Haus Rhade

Haus Rhade

Im Jahre 991 erwarb Erzbischof Heribert von Köln, Kanzler Kaiser Ottos III., das freie Eigentum des Edelherren Benno und vermachte es der Benediktinerabtei Deutz als Ausstattungsgut bei ihrer Gründung 1003. Dem urkundlichen Dokument ist zu entnehmen, dass die "curtis Rothe" bereits damals Mittelpunkt eines herrschaftlichen Güterverbandes war, der später über Grundbesitz in den Kirchspielen Lüdenscheid, Halver, Herscheid, insbesondere aber Kierspe verfügte.

Im Laufe der Jahrhunderte wurde Haus Rhade an eine Reihe von adeligen Familien, wie die Herren von Neuhoff, von Hatzfeld, von Heyden zu Schönrad und Bruch, verpfändet.

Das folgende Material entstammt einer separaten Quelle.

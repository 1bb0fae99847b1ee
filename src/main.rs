//! tc74mon host simulator.
//!
//! Runs the poll FSM against a simulated TC74 so the whole sequence can be
//! watched on a workstation.
//!
//! ```text
//! ┌──────────────────────────────────────────────────────────┐
//! │  SimTc74 ─▶ BlockingBus | ThreadedBus   (TransferPort)   │
//! │  StdTimer                               (TimerPort)      │
//! │  PinIndicator<SimPin>                   (StatusIndicator)│
//! │  LogEventSink | JsonSampleSink          (EventSink)      │
//! │                                                          │
//! │  ───────────── Port Trait Boundary ──────────────        │
//! │                                                          │
//! │        SensorPoller (FSM · TC74 decoding)                │
//! └──────────────────────────────────────────────────────────┘
//! ```
#![deny(unused_must_use)]

use std::path::PathBuf;
use std::sync::Arc;
use std::thread;
use std::time::Duration;

use anyhow::{Context, Result};
use clap::Parser;
use log::{info, warn};

use tc74mon::adapters::blocking_bus::BlockingBus;
use tc74mon::adapters::log_sink::LogEventSink;
use tc74mon::adapters::sim_tc74::SimTc74;
use tc74mon::adapters::threaded_bus::ThreadedBus;
use tc74mon::adapters::time::StdTimer;
use tc74mon::app::events::PollEvent;
use tc74mon::app::ports::{EventSink, StatusIndicator, TransferPort};
use tc74mon::app::service::SensorPoller;
use tc74mon::config::PollerConfig;
use tc74mon::drivers::status_led::{PinIndicator, SimPin};

#[derive(Parser)]
#[command(author, version, about = "Run the TC74 poller against a simulated sensor")]
struct Args {
    /// Poller configuration (JSON); defaults are used when omitted
    #[arg(short, long)]
    config: Option<PathBuf>,

    /// Number of poll ticks to run (0 = until halted)
    #[arg(short = 'n', long, default_value_t = 200)]
    ticks: u64,

    /// Pause between poll ticks in milliseconds
    #[arg(long, default_value_t = 10)]
    tick_ms: u64,

    /// Simulated temperature in °C
    #[arg(short, long, default_value_t = 24, allow_negative_numbers = true)]
    temperature: i8,

    /// Start the sensor in standby
    #[arg(long)]
    standby: bool,

    /// RWCR reads reporting "converting" after power-up
    #[arg(long, default_value_t = 0)]
    powering_up: u8,

    /// Leave the sensor off the bus (probe NAK)
    #[arg(long)]
    absent: bool,

    /// Complete transfers on a worker thread instead of inline
    #[arg(long)]
    threaded: bool,

    /// Worker-thread transfer latency in milliseconds
    #[arg(long, default_value_t = 2)]
    latency_ms: u64,

    /// Print samples as JSON lines on stdout
    #[arg(long)]
    json: bool,
}

/// Writes each temperature sample to stdout as one JSON line and forwards
/// everything to the log sink.
struct JsonSampleSink {
    log: LogEventSink,
}

impl EventSink for JsonSampleSink {
    fn emit(&mut self, event: &PollEvent) {
        if let PollEvent::Sample(sample) = event {
            match serde_json::to_string(sample) {
                Ok(line) => println!("{}", line),
                Err(e) => warn!("sample encode failed: {}", e),
            }
        }
        self.log.emit(event);
    }
}

fn load_config(path: Option<&PathBuf>) -> Result<PollerConfig> {
    let Some(path) = path else {
        info!("Config: defaults");
        return Ok(PollerConfig::default());
    };
    let text = std::fs::read_to_string(path)
        .with_context(|| format!("reading {}", path.display()))?;
    let config = PollerConfig::from_json(&text)?;
    info!("Config loaded from {}", path.display());
    Ok(config)
}

fn run<B: TransferPort>(bus: B, config: PollerConfig, args: &Args) -> Result<()> {
    let timer = StdTimer::new();
    let led = Arc::new(PinIndicator::new(SimPin::new()));
    let mut poller = SensorPoller::new(config, bus, timer, led);
    poller.initialize();

    let mut log_sink = LogEventSink::new();
    let mut json_sink = JsonSampleSink {
        log: LogEventSink::new(),
    };
    let period = Duration::from_millis(args.tick_ms);

    let mut ticks = 0u64;
    while args.ticks == 0 || ticks < args.ticks {
        if args.json {
            poller.tick(&mut json_sink);
        } else {
            poller.tick(&mut log_sink);
        }
        ticks += 1;
        if poller.is_halted() {
            break;
        }
        thread::sleep(period);
    }

    info!(
        "Stopped after {} ticks ({} us): state={:?} samples={} status={:?} led={}",
        ticks,
        poller.timer().uptime_us(),
        poller.state(),
        poller.sample_count(),
        poller.last_status(),
        if poller.led().is_on() { "on" } else { "off" },
    );
    if let Some((fault, state)) = poller.fault() {
        anyhow::bail!("poller halted in {:?}: {}", state, fault);
    }
    Ok(())
}

fn main() -> Result<()> {
    env_logger::Builder::from_env(env_logger::Env::default().default_filter_or("info")).init();
    let args = Args::parse();

    let config = load_config(args.config.as_ref())?;

    let mut sensor = SimTc74::new(config.address, args.temperature).powering_up(args.powering_up);
    if args.standby {
        sensor = sensor.in_standby();
    }
    if args.absent {
        sensor.set_present(false);
    }

    if args.threaded {
        let bus = ThreadedBus::spawn(
            sensor,
            config.bus_channel,
            Duration::from_millis(args.latency_ms),
        )
        .context("spawning i2c worker")?;
        run(bus, config, &args)
    } else {
        run(BlockingBus::new(sensor, config.bus_channel), config, &args)
    }
}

Die letztere Familie löst den Besitz käuflich ab. 1725 ging Haus Rhade in den Besitz der Familie von Holtzbrinck über, die es 1910 an den Kaufmann Niehoff zu Dülmen veräußerte. 1916 kam Haus Rhade in den Besitz der Familie Schwietzke, die es heute noch bewohnt.

Weit über die engeren Grenzen bekannt wurde Haus Rhade durch den archäologischen Nachweis einer engen Verbindung von Adelsgut und Eisenerzeugung. Es konnten in Bachnähe oberhalb des Herrenhauses die Reste einer wassergetriebene Eisenhütte ausgegraben werden, die von 1250 – 1450 arbeitete und als Vorläufer des modernen Hochofens anzusehen ist. Das Bergbaugebiet lag ebenfalls in unmittelbarer Nähe des Herrenhauses und der Eisenhütte.

Da das Herrenhaus heute als Wohnhaus genutzt wird, ist es nicht zu besichtigen.